Apart from all this, Van Senden met a lot of
distrust from the inhabitants with regard to himself as a white
representative of the Dutch government. Sometimes the inhabitants fled when they were
informed of his approach. They feared be taken as slaves, or
being eaten by his Malay soldiers.
Van Senden thought this nonsense and tried to
convince them of his good intentions by explaining the purpose
of his trip and by offering useful instruction, giving them extra sowing
seed and promising them postponement of taxes. Still, it did not always
work, as the example of his meeting with the men of Elendetorre shows.
There, Van Senden explained how fruit-bearing trees were best
planted. He subsequently asked the inhabitants whether they would start
planting trees straight away, if he would provide them with seeds or
offshoot: After murmuring for some time, an ancient man,
who could not have much hope of enjoying those fruits, came forward,
and said with a smiling face: “why would we go into all this trouble, our
grandfathers and fathers never did it.” This was agreed upon by all the
attendants.
According to Van Senden this inertia was the
inhabitants’ most evil quality and had to change.
Van Senden portrayed the native inhabitants not
only as inert, but also as simple and angst-ridden. These
characteristics came to the fore most strongly in the folk tales he collected.
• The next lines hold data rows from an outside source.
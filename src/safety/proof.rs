//! Signed proof cards.
//!
//! A [`ProofCard`] records the risk vector and estimates behind a policy
//! decision for one page. The signature is a keyed BLAKE3 digest over the
//! canonical JSON of `{pageId, policy_version, risk}`; changing any of those
//! fields invalidates it.

use serde::{Deserialize, Serialize};
use serde_json::json;
use sha2::{Digest, Sha256};

use super::risk::RiskVector;
use crate::contracts::PreparedSpec;

const KEY_CONTEXT: &str = "compose_guard 2024 proof card signing v1";

#[derive(Debug, Clone, PartialEq, Serialize, Deserialize)]
pub struct ProofCard {
    #[serde(rename = "pageId")]
    pub page_id: String,
    pub policy_version: String,
    pub risk: RiskVector,
    pub signature: String,
    pub cls_est: f64,
    pub lcp_est_ms: u32,
    pub bytes: u32,
    pub ux_score: u32,
    pub ux_issues: Vec<String>,
    pub a11y: Option<bool>,
    pub created_at: String,
}

/// Holds the derived signing key.
#[derive(Clone)]
pub struct ProofSigner {
    key: [u8; 32],
}

impl ProofSigner {
    pub fn new(secret: &str) -> Self {
        Self {
            key: blake3::derive_key(KEY_CONTEXT, secret.as_bytes()),
        }
    }

    fn digest(&self, page_id: &str, policy_version: &str, risk: &RiskVector) -> blake3::Hash {
        // serde_json maps are key-sorted, so this is canonical
        let msg = json!({
            "pageId": page_id,
            "policy_version": policy_version,
            "risk": risk,
        })
        .to_string();
        blake3::keyed_hash(&self.key, msg.as_bytes())
    }

    pub fn sign(&self, page_id: &str, policy_version: &str, risk: &RiskVector) -> String {
        self.digest(page_id, policy_version, risk).to_hex().to_string()
    }

    pub fn verify(&self, card: &ProofCard) -> bool {
        match blake3::Hash::from_hex(card.signature.as_str()) {
            Ok(claimed) => claimed == self.digest(&card.page_id, &card.policy_version, &card.risk),
            Err(_) => false,
        }
    }

    /// Builds and signs a card for a verified page.
    pub fn issue(
        &self,
        page_id: &str,
        policy_version: &str,
        risk: RiskVector,
        prepared: &PreparedSpec,
    ) -> ProofCard {
        let signature = self.sign(page_id, policy_version, &risk);
        ProofCard {
            page_id: page_id.to_string(),
            policy_version: policy_version.to_string(),
            a11y: risk.a11y.pass,
            risk,
            signature,
            cls_est: prepared.perf.cls_est,
            lcp_est_ms: prepared.perf.lcp_est_ms,
            bytes: prepared.perf.bytes,
            ux_score: prepared.ux.score,
            ux_issues: prepared.ux.issues.clone(),
            created_at: chrono::Utc::now().to_rfc3339(),
        }
    }
}

/// Stable page id for a session's verified spec.
pub fn page_id_for(session_id: &str, spec_json: &str) -> String {
    let mut hasher = Sha256::new();
    hasher.update(session_id.as_bytes());
    hasher.update(b"\n");
    hasher.update(spec_json.as_bytes());
    let digest = hex::encode(hasher.finalize());
    format!("pg_{}", &digest[..16])
}

#[cfg(test)]
mod tests {
    use super::*;
    use crate::contracts::{verify_and_prepare, Spec};

    fn card(signer: &ProofSigner) -> ProofCard {
        let mut risk = RiskVector::default();
        risk.device_perf.cls_est = Some(0.03);
        let prepared = verify_and_prepare(&Spec::default());
        signer.issue("pg_abc", "2.0.0", risk, &prepared)
    }

    #[test]
    fn test_signature_verifies() {
        let signer = ProofSigner::new("secret");
        let card = card(&signer);
        assert_eq!(card.signature.len(), 64);
        assert!(signer.verify(&card));
    }

    #[test]
    fn test_tampering_invalidates() {
        let signer = ProofSigner::new("secret");

        let mut c = card(&signer);
        c.risk.prompt_risk = true;
        assert!(!signer.verify(&c));

        let mut c = card(&signer);
        c.policy_version = "9.9.9".into();
        assert!(!signer.verify(&c));

        let mut c = card(&signer);
        c.signature = "zz".into();
        assert!(!signer.verify(&c));
    }

    #[test]
    fn test_other_secret_rejects() {
        let c = card(&ProofSigner::new("one"));
        assert!(!ProofSigner::new("two").verify(&c));
    }

    #[test]
    fn test_sign_is_deterministic() {
        let signer = ProofSigner::new("s");
        let risk = RiskVector::default();
        assert_eq!(signer.sign("p", "v", &risk), signer.sign("p", "v", &risk));
    }

    #[test]
    fn test_page_id_shape() {
        let a = page_id_for("s1", "{}");
        assert!(a.starts_with("pg_"));
        assert_eq!(a.len(), 19);
        assert_ne!(a, page_id_for("s2", "{}"));
    }

    #[test]
    fn test_card_serializes_page_id_as_page_id_key() {
        let v = serde_json::to_value(card(&ProofSigner::new("s"))).unwrap();
        assert!(v.get("pageId").is_some());
        assert!(v.get("policy_version").is_some());
        assert!(v.get("created_at").is_some());
    }
}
Van
Senden was mainly interested in stories related to the prominent ruins he
encountered. In Tamblegam for example he passed a river with a few
standing pillars in the middle. The local people believed that these had been
placed there by a mythical washerwoman. This woman appears again and again
in the local accounts explaining the origin of the large ruins. Van
Senden concluded however that the pillars would have been part of a
bridge, of which the upper part was gone.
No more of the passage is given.